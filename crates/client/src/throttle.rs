use std::time::Duration;

use radarsync_common::{EntityId, Timestamp};
use radarsync_protocol::RequestBlips;

/// Global request cooldown for one client session.
///
/// A single `last_request` is shared by every sensor, bounding the outbound
/// rate no matter how many consoles the UI polls each frame.
#[derive(Debug, Clone)]
pub struct RequestThrottle {
    interval: Duration,
    last_request: Option<Timestamp>,
}

impl RequestThrottle {
    pub fn new(interval: Duration) -> Self {
        Self {
            interval,
            last_request: None,
        }
    }

    pub fn interval(&self) -> Duration {
        self.interval
    }

    pub fn last_request(&self) -> Option<Timestamp> {
        self.last_request
    }

    /// Emit a request for `sensor` unless one went out less than `interval` ago.
    pub fn maybe_request(&mut self, sensor: EntityId, now: Timestamp) -> Option<RequestBlips> {
        if let Some(last) = self.last_request {
            if now.saturating_since(last) < self.interval {
                tracing::trace!(%sensor, "request throttled");
                return None;
            }
        }
        self.last_request = Some(now);
        Some(RequestBlips {
            sensor: Some(sensor),
        })
    }

    /// Forget the last request time (session teardown).
    pub fn reset(&mut self) {
        self.last_request = None;
    }
}

impl Default for RequestThrottle {
    fn default() -> Self {
        Self::new(Duration::from_millis(250))
    }
}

..........

PROBLEM STATEMENT
Could you write out all of the data again, exactly as given?

RESPONSE
filename crates/client/src/throttle.rs
use std::time::Duration;

use radarsync_common::{EntityId, Timestamp};
use radarsync_protocol::RequestBlips;

/// Global request cooldown for one client session.
///
/// A single `last_request` is shared by every sensor, bounding the outbound
/// rate no matter how many consoles the UI polls each frame.
#[derive(Debug, Clone)]
pub struct RequestThrottle {
    interval: Duration,
    last_request: Option<Timestamp>,
}

impl RequestThrottle {
    pub fn new(interval: Duration) -> Self {
        Self {
            interval,
            last_request: None,
        }
    }

    pub fn interval(&self) -> Duration {
        self.interval
    }

    pub fn last_request(&self) -> Option<Timestamp> {
        self.last_request
    }

    /// Emit a request for `sensor` unless one went out less than `interval` ago.
    pub fn maybe_request(&mut self, sensor: EntityId, now: Timestamp) -> Option<RequestBlips> {
        if let Some(last) = self.last_request {
            if now.saturating_since(last) < self.interval {
                tracing::trace!(%sensor, "request throttled");
                return None;
            }
        }
        self.last_request = Some(now);
        Some(RequestBlips {
            sensor: Some(sensor),
        })
    }

    /// Forget the last request time (session teardown).
    pub fn reset(&mut self) {
        self.last_request = None;
    }
}

impl Default for RequestThrottle {
    fn default() -> Self {
        Self::new(Duration::from_millis(250))
    }
}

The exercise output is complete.